• [TASK ITEM] Across the records that follow, determine how many lines contain "place" and give only the resulting number.

• [TASK INPUTS]

BEGIN

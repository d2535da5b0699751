//! Free-text question classification.
//!
//! The taxonomy is an ordered list of rules. Each rule lists keyword groups that
//! must all be present (a group is satisfied by any one of its synonyms) and the
//! parameters the intent accepts. Rules with more groups are more specific and
//! are tried first; among rules with the same group count the declared order
//! below decides. The first rule that fully matches wins.
//!
//! Synonyms are matched against normalized tokens (see [`crate::text`]). A
//! synonym may be a multi-word phrase, and a trailing `*` marks a prefix stem.

use regex::Regex;
use std::cmp::Reverse;
use tracing::debug;

use crate::dataset::{Dataset, Domain};
use crate::intent::{Intent, IntentTag, ParamKind, Parameters};
use crate::text::{self, contains_phrase, token_matches};

/// One classification rule.
#[derive(Debug)]
pub struct IntentRule {
  pub tag: IntentTag,
  pub groups: &'static [&'static [&'static str]],
  pub params: &'static [ParamKind],
}

impl IntentRule {
  /// All groups satisfied by at least one synonym.
  pub fn matches(&self, tokens: &[String]) -> bool {
    self.groups.iter().all(|group| group.iter().any(|synonym| contains_phrase(tokens, synonym)))
  }

  pub fn accepts(&self, param: ParamKind) -> bool {
    self.params.contains(&param)
  }
}

use ParamKind::{City, OrderType, TopK, VehicleType};

const TAXONOMY: &[IntentRule] = &[
  // three groups
  IntentRule {
    tag: IntentTag::TopRatedFastest,
    groups: &[
      &["highest", "top", "best", "most"],
      &["rating*", "rated"],
      &["fastest", "quickest", "fast", "quick*", "speed*"],
    ],
    params: &[City, VehicleType, TopK],
  },
  // two groups
  IntentRule {
    tag: IntentTag::VehicleConditionEffect,
    groups: &[&["vehicle*"], &["condition*", "maintenance", "maintained", "wear"]],
    params: &[City, OrderType],
  },
  IntentRule {
    tag: IntentTag::VehicleEfficiency,
    groups: &[
      &["vehicle*"],
      &["efficien*", "fastest", "quickest", "fast", "faster", "best", "perform*", "speed*", "quick*"],
    ],
    params: &[City, OrderType],
  },
  IntentRule {
    tag: IntentTag::FastestPersonnel,
    groups: &[
      &["fastest", "quickest", "speediest"],
      &[
        "person", "persons", "personnel", "people", "rider*", "driver*", "courier*", "partner*",
        "agent*", "executive*", "staff", "who", "average", "avg", "mean",
      ],
    ],
    params: &[City, VehicleType, OrderType, TopK],
  },
  IntentRule {
    tag: IntentTag::MultiDeliveryEffect,
    groups: &[
      &["multiple", "multi", "several", "batched", "batching", "stacked", "concurrent", "simultaneous"],
      &["deliver*", "order*", "drop*", "stop*"],
    ],
    params: &[City, VehicleType],
  },
  IntentRule {
    tag: IntentTag::OrderTypeDuration,
    groups: &[&["order*"], &["type*", "kind*", "categor*", "sort*", "longest"]],
    params: &[City, VehicleType],
  },
  IntentRule {
    tag: IntentTag::HighestRated,
    groups: &[&["highest", "top", "best"], &["rating*", "rated"]],
    params: &[City, VehicleType, TopK],
  },
  IntentRule {
    tag: IntentTag::LocationTimeDiff,
    groups: &[
      &["restaurant*", "pickup", "origin*"],
      &["location*", "address*", "destination*", "coordinate*", "position*", "place*", "drop*"],
    ],
    params: &[City, VehicleType],
  },
  IntentRule {
    tag: IntentTag::AreaDelayRanking,
    groups: &[
      &[
        "area*", "region*", "zone*", "neighbourhood*", "neighborhood*", "localit*", "city", "cities",
        "place*",
      ],
      &["delay*", "slowest", "slow", "slower", "late", "lateness"],
    ],
    params: &[VehicleType, OrderType, TopK],
  },
  IntentRule {
    tag: IntentTag::DistanceDurationCorrelation,
    groups: &[
      &["distance*", "far", "farther", "further", "km", "kilomet*", "mile*"],
      &["time*", "duration*", "correlat*", "relationship", "relate*", "affect*", "impact*", "long*", "take*"],
    ],
    params: &[City, VehicleType],
  },
  IntentRule {
    tag: IntentTag::AvgDurationByCity,
    groups: &[&["average", "avg", "mean", "typical"], &["city", "cities"]],
    params: &[City, VehicleType, OrderType],
  },
  // one group
  IntentRule {
    tag: IntentTag::TimeOfDayEffect,
    groups: &[&[
      "order time", "ordering time", "order hour*", "time of day", "time of order*", "hour of day",
      "time ordered", "when ordered", "peak hour*", "rush hour*", "morning", "afternoon", "evening",
      "night",
    ]],
    params: &[City, VehicleType, OrderType],
  },
  IntentRule {
    tag: IntentTag::FestivalDelay,
    groups: &[&["festival*", "holiday*", "festive"]],
    params: &[City, VehicleType],
  },
  IntentRule {
    tag: IntentTag::TrafficEffect,
    groups: &[&["traffic", "congest*", "jam", "jams", "jammed"]],
    params: &[City, VehicleType],
  },
  IntentRule {
    tag: IntentTag::WeatherEffect,
    groups: &[&[
      "weather", "rain*", "storm*", "sandstorm*", "fog*", "sunny", "cloud*", "wind*", "climate",
    ]],
    params: &[City, VehicleType],
  },
  IntentRule {
    tag: IntentTag::AgeSpeedCorrelation,
    groups: &[&["age", "aged", "ages", "older", "younger", "old", "young"]],
    params: &[City, VehicleType],
  },
];

/// Vehicle words recognized even when the dataset has no such vehicle.
const VEHICLE_VOCABULARY: &[(&str, &str)] = &[
  ("motorcycle*", "motorcycle"),
  ("motorbike*", "motorcycle"),
  ("bike", "motorcycle"),
  ("bikes", "motorcycle"),
  ("electric scooter*", "electric_scooter"),
  ("e scooter*", "electric_scooter"),
  ("scooter*", "scooter"),
  ("bicycle*", "bicycle"),
  ("cycle", "bicycle"),
  ("cycles", "bicycle"),
  ("van", "van"),
  ("vans", "van"),
  ("car", "car"),
  ("cars", "car"),
  ("truck*", "truck"),
];

/// Order words recognized even when the dataset has no such order type.
const ORDER_VOCABULARY: &[(&str, &str)] = &[
  ("snack*", "snack"),
  ("meal*", "meal"),
  ("drink*", "drinks"),
  ("beverage*", "drinks"),
  ("buffet*", "buffet"),
];

/// Words that introduce an unknown city name.
const CITY_PREPOSITIONS: &[&str] = &["in", "from"];

/// Common words that never form part of a city name.
const FILLER_WORDS: &[&str] = &[
  "a", "all", "an", "and", "any", "are", "as", "at", "be", "by", "case", "different", "do", "does", "during",
  "each", "every", "for", "general", "how", "i", "is", "it", "its", "me", "my", "now", "of", "on", "or",
  "our", "overall", "particular", "please", "s", "terms", "than", "that", "the", "their", "there", "these",
  "this", "those", "to", "today", "total", "us", "various", "versus", "vs", "was", "we", "were", "what",
  "when", "where", "which", "while", "who", "why", "with", "you", "your",
];

const MAX_CITY_WORDS: usize = 3;

fn capitalize(word: &str) -> String {
  let mut chars = word.chars();
  match chars.next() {
    Some(first) => first.to_uppercase().chain(chars).collect(),
    None => String::new(),
  }
}

/// Outcome of classifying one question.
#[derive(Debug, Clone, PartialEq)]
pub enum Classification {
  Matched(Intent),
  Unmatched,
}

impl Classification {
  pub fn intent(&self) -> Option<&Intent> {
    match self {
      Classification::Matched(intent) => Some(intent),
      Classification::Unmatched => None,
    }
  }
}

/// Phrase to value lookup, longest phrases first.
#[derive(Debug, Clone, Default)]
struct ValueLookup {
  entries: Vec<(String, String)>,
}

impl ValueLookup {
  fn build(domain: &Domain, vocabulary: &[(&str, &str)]) -> Self {
    let mut entries: Vec<(String, String)> =
      domain.entries().map(|(normalized, canonical)| (normalized.to_string(), canonical.to_string())).collect();
    entries.extend(vocabulary.iter().map(|(pattern, value)| {
      let canonical = domain.resolve(value).unwrap_or(*value);
      (pattern.to_string(), canonical.to_string())
    }));

    entries.sort_by(|a, b| {
      let a_len = a.0.split_whitespace().count();
      let b_len = b.0.split_whitespace().count();
      Reverse(a_len).cmp(&Reverse(b_len)).then_with(|| a.0.cmp(&b.0))
    });

    Self { entries }
  }

  fn find(&self, tokens: &[String]) -> Option<String> {
    self
      .entries
      .iter()
      .find(|(phrase, _)| contains_phrase(tokens, phrase))
      .map(|(_, value)| value.clone())
  }

  /// Whether `word` appears anywhere in a known phrase.
  fn contains_word(&self, word: &str) -> bool {
    self.entries.iter().any(|(phrase, _)| phrase.split_whitespace().any(|part| token_matches(word, part)))
  }
}

/// Maps free-text questions onto the closed intent taxonomy.
#[derive(Debug)]
pub struct IntentClassifier {
  rules: Vec<&'static IntentRule>,
  cities: ValueLookup,
  vehicles: ValueLookup,
  orders: ValueLookup,
  top_k_hint: Regex,
  max_top_k: usize,
}

impl IntentClassifier {
  /// Build a classifier whose parameter lookups know the dataset's values.
  pub fn for_dataset(dataset: &Dataset, max_top_k: usize) -> Self {
    let mut rules: Vec<&'static IntentRule> = TAXONOMY.iter().collect();
    // stable: equal group counts keep their declared order
    rules.sort_by_key(|rule| Reverse(rule.groups.len()));

    Self {
      rules,
      cities: ValueLookup::build(dataset.cities(), &[]),
      vehicles: ValueLookup::build(dataset.vehicle_types(), VEHICLE_VOCABULARY),
      orders: ValueLookup::build(dataset.order_types(), ORDER_VOCABULARY),
      top_k_hint: Regex::new(
        r"\btop (\d{1,4})\b|\b(\d{1,4}) (?:fastest|quickest|best|highest|slowest|worst|top|most)\b",
      )
      .expect("top-k pattern is valid"),
      max_top_k: max_top_k.max(1),
    }
  }

  /// Rules in the order they are tried.
  pub fn rules(&self) -> &[&'static IntentRule] {
    &self.rules
  }

  pub fn classify(&self, query: &str) -> Classification {
    let tokens = text::tokenize(query);

    let Some(rule) = self.rules.iter().find(|rule| rule.matches(&tokens)) else {
      debug!(query, "question matched no intent");
      return Classification::Unmatched;
    };

    let params = self.extract_params(rule, &tokens);
    debug!(query, intent = %rule.tag, ?params, "classified question");
    Classification::Matched(Intent::with_params(rule.tag, params))
  }

  fn extract_params(&self, rule: &IntentRule, tokens: &[String]) -> Parameters {
    Parameters {
      city: rule.accepts(City).then(|| self.extract_city(tokens)).flatten(),
      vehicle_type: rule.accepts(VehicleType).then(|| self.vehicles.find(tokens)).flatten(),
      order_type: rule.accepts(OrderType).then(|| self.orders.find(tokens)).flatten(),
      top_k: rule.accepts(TopK).then(|| self.extract_top_k(tokens)).flatten(),
    }
  }

  /// Known city first, then the name-like words following `in` or `from`.
  fn extract_city(&self, tokens: &[String]) -> Option<String> {
    if let Some(city) = self.cities.find(tokens) {
      return Some(city);
    }

    tokens
      .iter()
      .enumerate()
      .filter(|(_, token)| CITY_PREPOSITIONS.contains(&token.as_str()))
      .find_map(|(i, _)| {
        let name: Vec<&String> = tokens[i + 1..]
          .iter()
          .skip_while(|word| FILLER_WORDS.contains(&word.as_str()))
          .take_while(|word| self.is_name_word(word))
          .take(MAX_CITY_WORDS)
          .collect();
        (!name.is_empty()).then(|| name.iter().map(|word| capitalize(word)).collect::<Vec<_>>().join(" "))
      })
  }

  /// Neither filler, number, preposition, taxonomy keyword nor vehicle/order word.
  fn is_name_word(&self, word: &str) -> bool {
    !FILLER_WORDS.contains(&word)
      && !CITY_PREPOSITIONS.contains(&word)
      && !word.chars().all(|c| c.is_ascii_digit())
      && !self.is_keyword(word)
      && !self.vehicles.contains_word(word)
      && !self.orders.contains_word(word)
  }

  fn is_keyword(&self, word: &str) -> bool {
    self.rules.iter().any(|rule| {
      rule
        .groups
        .iter()
        .flat_map(|group| group.iter())
        .flat_map(|synonym| synonym.split_whitespace())
        .any(|part| token_matches(word, part))
    })
  }

  fn extract_top_k(&self, tokens: &[String]) -> Option<usize> {
    let normalized = tokens.join(" ");
    let caps = self.top_k_hint.captures(&normalized)?;
    let digits = caps.get(1).or_else(|| caps.get(2))?;
    let k: usize = digits.as_str().parse().ok()?;
    Some(k.clamp(1, self.max_top_k))
  }
}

END

• [ANSWER SPACE] 2